The bacterium Staphylococcus aureus has stood out for presenting a high adaptability, acquiring resistance to multiple drugs. The search for natural or synthetic compounds with antibacterial properties capable of reversing the resistance of S. aureus is the main challenge to be overcome today. Natural products such as chalcones are substances present in the secondary metabolism of plants, presenting important biological activities such as antitumor, antidiabetic, and antimicrobial activity.

Objectives

In this context, the aim of this work was to synthesize the chalcone (2E)-1-(3'-aminophenyl)-3-(4-dimethylaminophenyl)-prop-2-en-1-one with nomenclature CMADMA, confirm its structure by nuclear magnetic resonance (NMR), and evaluate its antibacterial properties.

Methods

The synthesis methodology used was that of Claisen-Schmidt, and spectroscopic characterization was performed by NMR. For microbiological assays, the broth microdilution methodology was adopted in order to analyze the antibacterial potential of chalcones and to analyze their ability to act as a possible inhibitor of β-lactamase and efflux pump resistance mechanisms, present in S. aureus strain K4100.

Results

The results obtained show that CMADMA does not show direct antibacterial activity, expressing a MIC of ≥1024 μg/mL, or on the enzymatic mechanism of β-lactamase; however, when associated with ethidium bromide in efflux pump inhibition assays, CMADMA showed promising activity by reducing the MIC of the bromide from 64 to 32 μg/mL.

Conclusion

We conclude that the chalcone synthesized in this study is a promising substance to combat bacterial resistance, possibly acting in the inhibition of the QacC efflux pump present in S. aureus strain K4100, as evidenced by the reduction in the MIC of ethidium bromide.

(2E)-1-(3'-氨基苯基)-3-(4-二甲基氨基苯基)-丙-2-烯-1-酮的合成、光谱表征和对多耐药性金黄色葡萄球菌外排泵机制和β-内酰胺酶载体的抗菌活性。
背景:金黄色葡萄球菌具有很强的适应性,可对多种药物产生抗药性。
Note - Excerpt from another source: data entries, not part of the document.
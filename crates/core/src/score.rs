//! Scoring output types

use serde::{Deserialize, Serialize};

use crate::segment::Segment;

/// Lower bound of reported confidence
pub const MIN_CONFIDENCE: f64 = 0.3;
/// Upper bound of reported confidence
pub const MAX_CONFIDENCE: f64 = 0.95;

/// Model version reported by the emergency result
pub const EMERGENCY_MODEL_VERSION: &str = "emergency-default";

/// Coarse triage bucket
#[derive(Debug, Clone, Copy, PartialEq, Eq, Hash, Serialize, Deserialize)]
#[serde(rename_all = "lowercase")]
pub enum Tier {
    Hot,
    Warm,
    Cold,
}

impl Tier {
    pub fn as_str(&self) -> &'static str {
        match self {
            Tier::Hot => "hot",
            Tier::Warm => "warm",
            Tier::Cold => "cold",
        }
    }
}

impl std::fmt::Display for Tier {
    fn fmt(&self, f: &mut std::fmt::Formatter<'_>) -> std::fmt::Result {
        f.write_str(self.as_str())
    }
}

/// One weighted input of a composite score
#[derive(Debug, Clone, PartialEq, Serialize, Deserialize)]
pub struct FactorContribution {
    pub feature: String,
    pub value: f64,
    pub weight: f64,
    pub contribution: f64,
}

/// Result of scoring one lead
#[derive(Debug, Clone, PartialEq, Serialize, Deserialize)]
pub struct ScoreResult {
    /// Normalized score in [0, 100]
    pub score: f64,
    /// Confidence in [0.3, 0.95]
    pub confidence: f64,
    pub tier: Tier,
    pub segment: Segment,
    pub breakdown: Vec<FactorContribution>,
    /// Weighted sum before normalization, including bonus and boost
    pub raw_score: f64,
    pub intent_bonus: f64,
    pub boost: f64,
    pub model_version: String,
    pub cache_hit: bool,
    pub latency_ms: f64,
    pub fingerprint: String,
}

impl ScoreResult {
    /// Fixed result used when no model can run
    pub fn emergency(fingerprint: impl Into<String>) -> Self {
        Self {
            score: 25.0,
            confidence: MIN_CONFIDENCE,
            tier: Tier::Cold,
            segment: Segment::General,
            breakdown: Vec::new(),
            raw_score: 0.3,
            intent_bonus: 0.0,
            boost: 1.0,
            model_version: EMERGENCY_MODEL_VERSION.to_string(),
            cache_hit: false,
            latency_ms: 0.0,
            fingerprint: fingerprint.into(),
        }
    }

    pub fn is_emergency(&self) -> bool {
        self.model_version == EMERGENCY_MODEL_VERSION
    }

    /// Compare everything except timing and cache flag
    pub fn same_decision(&self, other: &ScoreResult) -> bool {
        self.score == other.score
            && self.confidence == other.confidence
            && self.tier == other.tier
            && self.segment == other.segment
            && self.breakdown == other.breakdown
            && self.model_version == other.model_version
            && self.fingerprint == other.fingerprint
    }
}

#[cfg(test)]
mod tests {
    use super::*;

    #[test]
    fn test_emergency_result_shape() {
        let r = ScoreResult::emergency("fp");
        assert!(r.is_emergency());
        assert_eq!(r.tier, Tier::Cold);
        assert!((MIN_CONFIDENCE..=MAX_CONFIDENCE).contains(&r.confidence));
    }

    #[test]
    fn test_tier_serde() {
        assert_eq!(serde_json::to_string(&Tier::Hot).unwrap(), "\"hot\"");
    }
}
寻找能逆转金黄色葡萄球菌抗药性的天然或合成抗菌化合物是当今面临的主要挑战。天然产物(如查尔酮)是存在于植物二次代谢中的物质,具有重要的生物活性,如抗肿瘤、抗糖尿病和抗菌活性:在此背景下,本研究旨在合成(2E)-1-(3'-氨基苯基)-3-(4-二甲基氨基苯基)-丙-2-烯-1-酮(命名为 CMADMA),通过核磁共振(NMR)确认其结构,并评估其抗菌特性:方法:采用克莱森-施密特合成方法,并通过核磁共振进行光谱鉴定。在微生物检测方面,采用肉汤微稀释法分析查耳酮的抗菌潜力,并分析其作为金黄色葡萄球菌菌株 K4100 中存在的β-内酰胺酶和外排泵耐药机制的可能抑制剂的能力:结果表明,CMADMA 没有显示出直接的抗菌活性,其 MIC ≥1024 μg/mL,也没有对 β-内酰胺酶的酶学机制产生影响;然而,当与溴化乙锭一起进行外排泵抑制试验时,CMADMA 显示出了良好的活性,将溴化乙锭的 MIC 从 64 μg/mL降至 32 μg/mL:我们得出的结论是,本研究中合成的查尔酮是一种很有希望消除细菌耐药性的物质,其作用可能是抑制金黄色葡萄球菌菌株 K4100 中的 QacC 外排泵,溴化乙锭的 MIC 值降低就证明了这一点。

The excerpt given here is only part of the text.